I Vescovi della Diocesi di Chioggia

FELICE II

IX
1218 - 1235


   Scudo non blasonato

    Predecessore di Domenico Selvo, Felice II fu eletto vescovo di Chioggia circa il 1218, in quanto proprio in quell'anno il papa Onorio III lo delegò, insieme ai vescovi di Ferrara e Torcello, a dirimere una disputa sorta tra i Canonici regolari e il vescovo di Ravenna. Le trattative si svolsero presso il castello di Loreo. Lo stesso papa nell'anno seguente incaricò sempre il vescovo Felice II, insieme ad altri vescovi, di porre termine ad un'altra vertenza nata fra i Canonici di Padova e l'abate di S. Giustina, poi ad un'altra ancora nel 1220 tra il vescovo di Adria e l' Abbadessa di S. Silvestro di Ferrara e infine ad un'ultima, nel 1222, tra il vescovo di Padova e Giacomo di S. Andrea, che Dante colloca all'Inferno (canto XIII, vv. 133-35) tra gli scialacquatori condannati ad essere sbranati dai cani, fatto uccidere, si crede, da Ezzelino IV nel 1239; così gli si rivolge un dannato: O Giacomo... da Sant'Andrea / che t'è giovato di me fare schermo? / Che colpa ho io della tua vita rea?

    Nel 1228 come delegato apostolico Felice II fu costretto a scomunicare il Priore ed il convento di S. Maria in Vanzo a Padova, in continuo dissidio con quel Capitolo.
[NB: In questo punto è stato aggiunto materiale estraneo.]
use std::path::PathBuf;
use std::sync::Arc;

use anyhow::{ensure, Result};
use serde::{Deserialize, Serialize};
use tokio::sync::RwLock;

use crate::error::ProviderError;

/// Configuration handed to the provider by the orchestrator's `initialize`
/// call. Everything the provider needs beyond per-request target options
/// arrives here exactly once.
#[derive(Debug, Clone, Serialize, Deserialize)]
pub struct InitializeProviderRequest {
    /// Provider state root; the overlay session keeps its state under it.
    pub base_path: String,
    /// URL the bootstrap script downloads the agent binary from.
    pub agent_download_url: String,
    /// Agent version the orchestrator expects to be installed.
    pub agent_version: String,
    /// Control-plane URL for the overlay network.
    pub server_url: String,
    /// Overlay network join key.
    pub network_key: String,
    /// Orchestrator API endpoint advertised to the agent.
    pub api_url: String,
    pub api_port: u32,
    pub server_port: u32,
    /// Directory for per-workspace log files. Empty disables file logging.
    pub logs_dir: String,
}

/// Validated provider configuration.
#[derive(Debug, Clone)]
pub struct ProviderConfig {
    pub base_path: PathBuf,
    pub agent_download_url: String,
    pub agent_version: String,
    pub server_url: String,
    pub network_key: String,
    pub api_url: String,
    pub api_port: u32,
    pub server_port: u32,
    pub logs_dir: Option<PathBuf>,
}

impl ProviderConfig {
    /// Validate an initialize request into a usable configuration.
    pub fn from_request(req: InitializeProviderRequest) -> Result<Self> {
        ensure!(!req.base_path.is_empty(), "base path must not be empty");

        let logs_dir = if req.logs_dir.is_empty() {
            None
        } else {
            Some(PathBuf::from(req.logs_dir))
        };

        Ok(Self {
            base_path: PathBuf::from(req.base_path),
            agent_download_url: req.agent_download_url,
            agent_version: req.agent_version,
            server_url: req.server_url,
            network_key: req.network_key,
            api_url: req.api_url,
            api_port: req.api_port,
            server_port: req.server_port,
            logs_dir,
        })
    }
}

/// Two-state configuration holder: `None` until `initialize` runs, then a
/// shared snapshot. Every operation that depends on the configuration reads
/// it through [`ConfigHolder::get`] at its top, so uninitialized use fails
/// fast instead of surfacing as a missing field mid-operation.
pub(crate) struct ConfigHolder {
    inner: RwLock<Option<Arc<ProviderConfig>>>,
}

impl ConfigHolder {
    pub fn new() -> Self {
        Self {
            inner: RwLock::new(None),
        }
    }

    pub async fn set(&self, config: ProviderConfig) {
        *self.inner.write().await = Some(Arc::new(config));
    }

    /// Current configuration, or `Precondition` if `initialize` never ran.
    pub async fn get(&self) -> crate::error::Result<Arc<ProviderConfig>> {
        self.inner.read().await.clone().ok_or_else(|| {
            ProviderError::Precondition(
                "provider not initialized. Did you forget to call initialize?".to_string(),
            )
        })
    }
}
Ma egli dovette ben presto occuparsi di una vertenza sorta proprio "in casa sua". Si tratta della nota controversia sorta tra il vescovo e Cavarzere in merito alle visite pastorali che si compivano ogni tre anni: era consuetudine che il vescovo, tramite una convenzione con il Comune di Chioggia, conducesse con sé quattro nobili laici con il rispettivo seguito; nelle visite egli era accompagnato anche dal Capitolo, comprese due persone del luogo visitato, chiamate sinodali o giurati, i quali erano incaricati dal vescovo di denunciare i colpevoli di delitti contro il buon costume o di delinquenza.
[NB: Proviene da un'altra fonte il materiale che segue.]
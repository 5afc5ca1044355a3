//! Overlay networking: the process-wide tunnel session and the dial
//! primitives built on top of it.
//!
//! Workspaces are addressed by workspace id on the overlay. Everything that
//! talks to a workspace (reachability probes, ssh, the docker transport)
//! goes through [`Dialer`], so tests can substitute loopback routes for the
//! real tunnel.

pub mod socks;
pub mod tailscale;

use std::sync::Arc;
use std::time::Duration;

use async_trait::async_trait;
use tokio::net::TcpStream;
use tokio::sync::OnceCell;
use tracing::debug;

pub use tailscale::TailscaleSession;

use crate::config::ProviderConfig;
use crate::error::{ProviderError, Result};

/// Port the workspace agent's ssh endpoint listens on.
pub const AGENT_SSH_PORT: u16 = 2222;

/// Pause between dial attempts while waiting for a workspace to come up.
const DIAL_RETRY_INTERVAL: Duration = Duration::from_secs(1);

/// Opens byte streams to `workspace-id:port` over the overlay network.
#[async_trait]
pub trait Dialer: Send + Sync {
    async fn dial(&self, workspace_id: &str, port: u16) -> anyhow::Result<TcpStream>;
}

/// Owns the single overlay session for this process.
///
/// The session is created on first use and reused for every subsequent
/// call. A failed creation is returned to the caller but not cached, so a
/// later call gets a fresh attempt. Concurrent first calls create at most
/// one session.
pub struct OverlayManager {
    session: OnceCell<Arc<TailscaleSession>>,
}

impl OverlayManager {
    pub fn new() -> Self {
        Self {
            session: OnceCell::new(),
        }
    }

    pub async fn session(&self, config: &ProviderConfig) -> Result<Arc<TailscaleSession>> {
        let session = self
            .session
            .get_or_try_init(|| async { TailscaleSession::start(config).await.map(Arc::new) })
            .await
            .map_err(ProviderError::Transport)?;
        Ok(session.clone())
    }
}

impl Default for OverlayManager {
    fn default() -> Self {
        Self::new()
    }
}

/// Dial `workspace_id` on the agent ssh port once per second until it
/// accepts a connection or `timeout` elapses.
///
/// The deadline is checked before each attempt, so the elapsed time in the
/// timeout error is at most one interval past `timeout`.
pub async fn wait_for_reachable(
    dialer: &dyn Dialer,
    workspace_id: &str,
    timeout: Duration,
) -> Result<()> {
    let started = tokio::time::Instant::now();
    loop {
        let elapsed = started.elapsed();
        if elapsed > timeout {
            return Err(ProviderError::Timeout {
                what: "dialing",
                minutes: elapsed.as_secs_f64() / 60.0,
            });
        }
        match dialer.dial(workspace_id, AGENT_SSH_PORT).await {
            Ok(stream) => {
                drop(stream);
                debug!(workspace_id, elapsed = ?elapsed, "workspace reachable");
                return Ok(());
            }
            Err(error) => {
                debug!(workspace_id, %error, "workspace not reachable yet");
            }
        }
        tokio::time::sleep(DIAL_RETRY_INTERVAL).await;
    }
}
    Arrivato al luogo della visita, il presule con il suo corteo prendeva posto nella pubblica piazza e, piantato un palo (la cosiddetta berlina) davanti la porta della chiesa, giudicava gli accusati e quindi faceva legare i colpevoli al palo facendoli... colpire ripetutamente con una scopa o con una frusta di canapi. Quando il vescovo Felice si recò a visitare Cavarzere nel 1218, quegli abitanti non ne vollero sapere né di palo né di scopa... Questa decisione indusse lo stesso vescovo a ricorrere a papa Onorio III, il quale nel 1222 incaricò l'abate di S. Stefano da Carrara e tal Maestro Egidio, canonico di Padova, di prendere una decisione, dirimendo la... curiosa vertenza. Sentiti i delegati di ambo le parti, il 22 giugno 1223 essi diedero ragione ai cavarzerani e consigliarono il vescovo di ripiegare su meno drastiche sanzioni pecuniarie. La questione fu solo temporaneamente risolta perché poi riemerse sotto l'episcopato dei successori di Felice II, il quale morì probabilmente intorno al 1230-35.